## Source data

//! Configuration snapshot applied when a run starts.

use crate::error::MarketError;
use serde::{Deserialize, Serialize};

/// Default total supply for a run
pub const DEFAULT_TOTAL_TICKETS: u32 = 100;
/// Default vendor release rate (tickets per tick)
pub const DEFAULT_TICKET_RELEASE_RATE: u32 = 5;
/// Default customer retrieval rate (requests per second)
pub const DEFAULT_CUSTOMER_RETRIEVAL_RATE: u32 = 7;
/// Default pool capacity
pub const DEFAULT_MAX_TICKET_CAPACITY: u32 = 27;

/// Market configuration.
///
/// Immutable once a run has started; the orchestrator only accepts a new
/// snapshot while stopped.
#[derive(Clone, Copy, Debug, PartialEq, Eq, Serialize, Deserialize)]
#[serde(rename_all = "camelCase", default)]
pub struct MarketConfig {
    /// Total tickets that may ever be admitted during a run
    pub total_tickets: u32,
    /// Tickets released by the default vendor per tick
    pub ticket_release_rate: u32,
    /// Requests per second for customers registered without an explicit rate
    pub customer_retrieval_rate: u32,
    /// Maximum number of AVAILABLE tickets held by the pool
    pub max_ticket_capacity: u32,
}

impl Default for MarketConfig {
    fn default() -> Self {
        Self {
            total_tickets: DEFAULT_TOTAL_TICKETS,
            ticket_release_rate: DEFAULT_TICKET_RELEASE_RATE,
            customer_retrieval_rate: DEFAULT_CUSTOMER_RETRIEVAL_RATE,
            max_ticket_capacity: DEFAULT_MAX_TICKET_CAPACITY,
        }
    }
}

impl MarketConfig {
    /// Create a configuration from explicit values.
    #[must_use]
    pub const fn new(
        total_tickets: u32,
        ticket_release_rate: u32,
        customer_retrieval_rate: u32,
        max_ticket_capacity: u32,
    ) -> Self {
        Self {
            total_tickets,
            ticket_release_rate,
            customer_retrieval_rate,
            max_ticket_capacity,
        }
    }

    /// Set total supply
    #[must_use]
    pub const fn with_total_tickets(mut self, total: u32) -> Self {
        self.total_tickets = total;
        self
    }

    /// Set the default vendor release rate
    #[must_use]
    pub const fn with_release_rate(mut self, rate: u32) -> Self {
        self.ticket_release_rate = rate;
        self
    }

    /// Set the default customer retrieval rate
    #[must_use]
    pub const fn with_retrieval_rate(mut self, rate: u32) -> Self {
        self.customer_retrieval_rate = rate;
        self
    }

    /// Set pool capacity
    #[must_use]
    pub const fn with_capacity(mut self, capacity: u32) -> Self {
        self.max_ticket_capacity = capacity;
        self
    }

    /// Check that every value keeps the pool arithmetic well defined.
    ///
    /// A total of zero is accepted: the pool stops on the first request.
    ///
    /// # Errors
    ///
    /// Returns [`MarketError::InvalidArgument`] when a rate or the capacity
    /// is zero.
    pub fn validate(&self) -> Result<(), MarketError> {
        if self.ticket_release_rate == 0 {
            return Err(MarketError::InvalidArgument(
                "ticket release rate must be greater than zero".to_string(),
            ));
        }
        if self.customer_retrieval_rate == 0 {
            return Err(MarketError::InvalidArgument(
                "customer retrieval rate must be greater than zero".to_string(),
            ));
        }
        if self.max_ticket_capacity == 0 {
            return Err(MarketError::InvalidArgument(
                "max ticket capacity must be greater than zero".to_string(),
            ));
        }
        Ok(())
    }
}

#[cfg(test)]
#[allow(clippy::unwrap_used)]
mod tests {
    use super::*;
    use crate::error::ErrorKind;

    #[test]
    fn test_defaults() {
        let config = MarketConfig::default();
        assert_eq!(config, MarketConfig::new(100, 5, 7, 27));
        assert!(config.validate().is_ok());
    }

    #[test]
    fn test_zero_total_is_valid() {
        assert!(MarketConfig::default().with_total_tickets(0).validate().is_ok());
    }

    #[test]
    fn test_zero_rates_and_capacity_are_rejected() {
        for config in [
            MarketConfig::default().with_release_rate(0),
            MarketConfig::default().with_retrieval_rate(0),
            MarketConfig::default().with_capacity(0),
        ] {
            let err = config.validate().unwrap_err();
            assert_eq!(err.kind(), ErrorKind::InvalidArgument);
        }
    }

    #[test]
    fn test_json_uses_camel_case_and_fills_defaults() {
        let config: MarketConfig =
            serde_json::from_str(r#"{"totalTickets": 10, "maxTicketCapacity": 3}"#).unwrap();
        assert_eq!(config.total_tickets, 10);
        assert_eq!(config.max_ticket_capacity, 3);
        assert_eq!(config.ticket_release_rate, DEFAULT_TICKET_RELEASE_RATE);

        let json = serde_json::to_value(config).unwrap();
        assert_eq!(json["customerRetrievalRate"], 7);
    }
}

## Directions for this task
Go through the material and select each line with the string "that" in it.

## Written answer
    /// Total tickets that may ever be admitted during a run
    /// Check that every value keeps the pool arithmetic well defined.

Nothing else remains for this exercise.